Tansley ranks among the twentieth century's most important ecologists, and as a major force in the professionalization of the discipline during his lifetime. He was the founder of three of the field's most influential institutions--the British Ecological Society, and the journals New Phytologist and Journal of Ecology--and beyond this fact served as their president or editor for a total of close to fifty years. Although not an effective field biologist, he was a logical and inventive thinker, and clear, lucid writer. Beyond his strictly scientific activities he played active roles in educating students and the masses as to the importance of botany and ecology, and was a persistent champion of conservation efforts.
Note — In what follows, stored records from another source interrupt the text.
//! Idempotent re-download avoidance
//!
//! Dataset ids and archive filenames share a fixed-width provider prefix of
//! six hyphen-delimited alphanumeric tokens
//! (e.g. `MSG3-SEVI-MSG15-0100-NA-20200601120415.883000000Z`). A dataset is
//! already present when that prefix matches a file in the local archive
//! directory or an object name in the cloud bucket. The split is computed
//! fresh on every invocation and never persisted.

use crate::downloader::config::ID_PREFIX_TOKENS;
use once_cell::sync::Lazy;
use regex::Regex;
use std::collections::HashSet;

static PREFIX_RE: Lazy<Regex> = Lazy::new(|| {
    Regex::new(&format!(r"^([A-Z0-9.]+-){{{ID_PREFIX_TOKENS}}}"))
        .expect("prefix pattern always compiles")
});

/// Extract the fixed-width provider prefix of a dataset id or filename.
///
/// Returns `None` when the name does not carry the provider's six-token
/// shape (e.g. sidecar files).
pub fn id_prefix(name: &str) -> Option<&str> {
    PREFIX_RE
        .find(name)
        .map(|m| m.as_str().trim_end_matches('-'))
}

/// Strict three-way split of a dataset-id set.
///
/// Every input id appears in exactly one of the three lists.
#[derive(Debug, Default, PartialEq, Eq)]
pub struct Partition {
    /// Ids with no local or remote copy
    pub to_download: Vec<String>,
    /// Ids whose prefix matches a file in the archive directory
    pub already_local: Vec<String>,
    /// Ids whose prefix matches a bucket object (empty when no bucket is
    /// configured)
    pub already_in_bucket: Vec<String>,
}

/// Partition dataset ids against the local archive listing and, when a
/// bucket is configured, the bucket object listing.
///
/// Local presence wins over bucket presence so a dataset sitting in both
/// places is still counted exactly once.
pub fn partition(
    dataset_ids: &[String],
    local_listing: &[String],
    bucket_listing: Option<&[String]>,
) -> Partition {
    let local_prefixes: HashSet<&str> =
        local_listing.iter().filter_map(|f| id_prefix(f)).collect();
    let bucket_prefixes: Option<HashSet<&str>> =
        bucket_listing.map(|keys| keys.iter().filter_map(|k| id_prefix(object_basename(k))).collect());

    let mut split = Partition::default();
    for id in dataset_ids {
        let prefix = id_prefix(id);
        let in_local = prefix.is_some_and(|p| local_prefixes.contains(p));
        let in_bucket = prefix.is_some_and(|p| {
            bucket_prefixes
                .as_ref()
                .is_some_and(|prefixes| prefixes.contains(p))
        });

        if in_local {
            split.already_local.push(id.clone());
        } else if in_bucket {
            split.already_in_bucket.push(id.clone());
        } else {
            split.to_download.push(id.clone());
        }
    }
    split
}

/// Final path component of an object key.
fn object_basename(key: &str) -> &str {
    key.rsplit('/').next().unwrap_or(key)
}
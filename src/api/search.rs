//! Windowed search pagination
//!
//! The search endpoint caps every request at 10,000 results and offers no
//! offset parameter, so progress across a larger result set is made by
//! narrowing the date filter: each page's query ends at the sensing end time
//! of the previous page's last descriptor (results arrive newest-first).
//!
//! Records sharing the boundary instant are returned again by the narrowed
//! query. Pages therefore request one extra overlapping record and the
//! accumulator de-duplicates by dataset id, which is globally unique. The
//! collected count must equal the provider-reported total or discovery fails
//! loudly instead of silently truncating.

use crate::api::{ApiError, ApiResult, DataApi, SearchPage, SearchQuery};
use crate::DatasetDescriptor;
use chrono::{DateTime, Utc};
use std::collections::HashSet;
use tracing::debug;

/// The provider's per-request result cap.
pub const PROVIDER_WINDOW: usize = 10_000;

/// Maximum number of pagination requests before aborting as a loop guard.
const MAX_PAGES: usize = 10_000;

/// Issue one windowed search request.
///
/// `count` is capped at [`PROVIDER_WINDOW`]; the provider rejects larger
/// requests.
pub async fn query(
    api: &dyn DataApi,
    product_id: &str,
    start: DateTime<Utc>,
    end: DateTime<Utc>,
    start_index: usize,
    count: usize,
) -> ApiResult<SearchPage> {
    api.search_page(&SearchQuery {
        product_id: product_id.to_string(),
        start,
        end,
        start_index,
        count: count.min(PROVIDER_WINDOW),
    })
    .await
}

/// Identify every dataset available for the product and date range.
///
/// Restartable: re-running with the same bounds reproduces the same set,
/// modulo provider-side data additions.
///
/// # Errors
/// [`ApiError::PaginationIntegrity`] when the accumulated descriptor count
/// does not reach the provider-reported total, which indicates dropped
/// entries at a window boundary.
pub async fn discover(
    api: &dyn DataApi,
    product_id: &str,
    start: DateTime<Utc>,
    end: DateTime<Utc>,
) -> ApiResult<Vec<DatasetDescriptor>> {
    discover_with_window(api, product_id, start, end, PROVIDER_WINDOW).await
}

/// Pagination core with an explicit window size (exposed for tests; the
/// provider window is fixed in production).
pub async fn discover_with_window(
    api: &dyn DataApi,
    product_id: &str,
    start: DateTime<Utc>,
    end: DateTime<Utc>,
    window: usize,
) -> ApiResult<Vec<DatasetDescriptor>> {
    let first = query(api, product_id, start, end, 0, window).await?;
    let total = first.total_results;
    debug!(total_results = total, "Initial search page received");

    if total <= window {
        if first.features.len() != total {
            return Err(ApiError::PaginationIntegrity {
                collected: first.features.len(),
                total,
            });
        }
        return Ok(first.features);
    }

    let mut seen: HashSet<String> = HashSet::with_capacity(total);
    let mut datasets: Vec<DatasetDescriptor> = Vec::with_capacity(total);
    for descriptor in first.features {
        if seen.insert(descriptor.id.clone()) {
            datasets.push(descriptor);
        }
    }

    let mut pages = 1;
    while datasets.len() < total {
        if pages >= MAX_PAGES {
            return Err(ApiError::PaginationIntegrity {
                collected: datasets.len(),
                total,
            });
        }

        // Narrow the end bound to the oldest record seen so far. The last
        // descriptor is re-requested as the overlap record for tie-breaking.
        let window_end = datasets
            .last()
            .map(|d| d.end)
            .expect("total > window implies a non-empty first page");
        let remaining = total - datasets.len();
        let count = window.min(remaining + 1);

        debug!(
            page = pages + 1,
            collected = datasets.len(),
            remaining,
            "Fetching next search page"
        );

        let page = query(api, product_id, start, window_end, 0, count).await?;

        let before = datasets.len();
        for descriptor in page.features {
            if seen.insert(descriptor.id.clone()) {
                datasets.push(descriptor);
            }
        }

        if datasets.len() == before {
            // A page of pure duplicates means the date filter can no longer
            // make progress; aborting beats silently truncating.
            return Err(ApiError::PaginationIntegrity {
                collected: datasets.len(),
                total,
            });
        }

        pages += 1;
    }

    if datasets.len() != total {
        return Err(ApiError::PaginationIntegrity {
            collected: datasets.len(),
            total,
        });
    }

    debug!(
        pages,
        datasets = datasets.len(),
        "Discovery complete"
    );
    Ok(datasets)
}
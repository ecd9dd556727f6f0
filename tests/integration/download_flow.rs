//! End-to-end download flow: discovery, partitioning, transfer, unpack,
//! and sidecar extraction against the in-memory provider fake.

use super::fixtures::{descriptor, query_range, FakeEumetsat, PRODUCT_ID};
use eumetsat_data_downloader::downloader::DownloadManager;
use eumetsat_data_downloader::metadata::MetadataValue;
use eumetsat_data_downloader::shutdown::ShutdownHandle;
use eumetsat_data_downloader::Credentials;
use std::sync::Arc;

fn credentials() -> Credentials {
    Credentials::new("consumer-key", "consumer-secret")
}

#[tokio::test]
async fn test_download_range_end_to_end() {
    let datasets = vec![descriptor(4), descriptor(9), descriptor(14)];
    let api = Arc::new(FakeEumetsat::new(datasets.clone()));
    let data_dir = tempfile::TempDir::new().unwrap();

    let manager = DownloadManager::new(api.clone(), credentials(), data_dir.path());
    let (start, end) = query_range();
    let outcome = manager.download_range(start, end, PRODUCT_ID).await.unwrap();

    assert_eq!(outcome.summary.queried, 3);
    assert_eq!(outcome.summary.downloaded, 3);
    assert_eq!(outcome.summary.failed, 0);
    assert_eq!(outcome.records.len(), 3);
    assert!(outcome.failures.is_empty());

    // Every record carries the typed schema fields.
    for record in &outcome.records {
        assert_eq!(
            record["platform_short_name"],
            MetadataValue::Str("MSG3".to_string())
        );
        assert_eq!(record["file_size"], MetadataValue::Int(102_210));
    }

    // Payloads land in the archive directory; sidecars never do.
    for dataset in &datasets {
        assert!(data_dir.path().join(format!("{}.nat", dataset.id)).is_file());
    }
    assert!(!data_dir.path().join("EOPMetadata.xml").exists());
    assert!(!data_dir.path().join("manifest.xml").exists());
}

#[tokio::test]
async fn test_second_run_skips_everything_local() {
    let datasets = vec![descriptor(4), descriptor(9)];
    let api = Arc::new(FakeEumetsat::new(datasets.clone()));
    let data_dir = tempfile::TempDir::new().unwrap();

    let manager = DownloadManager::new(api.clone(), credentials(), data_dir.path());
    let first = manager.download_datasets(datasets.clone()).await.unwrap();
    assert_eq!(first.summary.downloaded, 2);

    let second = manager.download_datasets(datasets).await.unwrap();
    assert_eq!(second.summary.downloaded, 0);
    assert_eq!(second.summary.skipped_local, 2);
    assert!(second.records.is_empty());
}

#[tokio::test]
async fn test_per_dataset_failure_does_not_abort_the_batch() {
    let datasets = vec![descriptor(4), descriptor(9), descriptor(14)];
    let failing_id = datasets[1].id.clone();
    let api = Arc::new(FakeEumetsat::new(datasets.clone()).failing_on(&failing_id));
    let data_dir = tempfile::TempDir::new().unwrap();

    let manager = DownloadManager::new(api.clone(), credentials(), data_dir.path())
        .with_concurrency(1);
    let outcome = manager.download_datasets(datasets).await.unwrap();

    assert_eq!(outcome.summary.downloaded, 2);
    assert_eq!(outcome.summary.failed, 1);
    assert_eq!(outcome.records.len(), 2);
    assert_eq!(outcome.failures.len(), 1);
    assert_eq!(outcome.failures[0].dataset_id, failing_id);

    // The failed dataset left nothing behind and stays eligible for the
    // next run.
    assert!(!data_dir
        .path()
        .join(format!("{failing_id}.nat"))
        .exists());
}

#[tokio::test]
async fn test_shutdown_skips_pending_datasets() {
    let datasets = vec![descriptor(4), descriptor(9)];
    let api = Arc::new(FakeEumetsat::new(datasets.clone()));
    let data_dir = tempfile::TempDir::new().unwrap();

    let shutdown = ShutdownHandle::new();
    shutdown.request();

    let manager = DownloadManager::new(api.clone(), credentials(), data_dir.path())
        .with_shutdown(shutdown);
    let outcome = manager.download_datasets(datasets).await.unwrap();

    assert_eq!(outcome.summary.downloaded, 0);
    assert_eq!(outcome.summary.cancelled, 2);
    assert_eq!(api.download_requests(), 0);
}

#[tokio::test]
async fn test_stale_sidecars_are_swept_before_the_run() {
    let datasets = vec![descriptor(4)];
    let api = Arc::new(FakeEumetsat::new(datasets.clone()));
    let data_dir = tempfile::TempDir::new().unwrap();

    // Leftovers from a hypothetical interrupted run.
    std::fs::write(data_dir.path().join("EOPMetadata.xml"), "<stale/>").unwrap();
    std::fs::write(data_dir.path().join("manifest.xml"), "<stale/>").unwrap();

    let manager = DownloadManager::new(api, credentials(), data_dir.path());
    let outcome = manager.download_datasets(datasets).await.unwrap();

    assert_eq!(outcome.summary.downloaded, 1);
    assert!(!data_dir.path().join("EOPMetadata.xml").exists());
    assert!(!data_dir.path().join("manifest.xml").exists());
}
Last but not least, and in part a legacy of his interest in the writings of Warming and Schimper, he introduced the term "ecosystem" in his landmark paper "The Use and Abuse of Vegetational Concepts and Terms." His delineation of the concept, incorporating both living and inert elements, helped move plant ecology away from the more loosely defined, "organismal-by-analogy" approach of Clements and in the direction of today's understandings.

Life Chronology

--born in London, England, on 15 August 171.
--1889, 1893-1895: takes classes at University College, London
--1890: enters Trinity College, Cambridge; passes final exams in 1894
--1900-1901: visits Ceylon and Malaya
--1902: founds The New Phytologist and is its editor for thirty years (1902-1931)
--1907: becomes lecturer in botany at Cambridge
--1911: edits/publishes Types of British Vegetation
--1913: founds, and is first president of, the British Ecological Society
--1915: admitted to the Royal Society
--1917: founds, and is first editor of, the Journal of Ecology; continues as editor for twenty-one years
--1923-1924: resigns from Cambridge and studies with Sigmund Freud
--1927-1937: professor of botany at Oxford University
--1929: attends the International Congress of Plant Sciences at Ithaca, New York
--1935: publishes "The Use and Abuse of Vegetational Concepts and Terms" in Ecology
--1937: retires
--1939: publishes his The British Islands and Their Vegetation
--1939: president, British Ecological Society
--1941: awarded gold medal of the Linnean Society of London
--1947: president of the Council for the Promotion of Field Studies
--1949-1953: chairman of the Nature Conservancy Council
--1950: knighted
--dies at Grantchester, Cambridgeshire, England, on 25 November 1955.

For Additional Information, See:

--Oxford Dictionary of National Biography, Vol. 53 (2004).
--Taxonomic Literature, Vol. 6 (1986).
--Ecosystems, Vol. 5(7) (2002): 611-613.
--Journal of Ecology, Vol. 46 (1958): 1-8.
--Journal of Ecology, Vol. 65 (1977): 1-26.
--Biographical Memoirs of Fellows of the Royal Society, Vol. 3 (1957).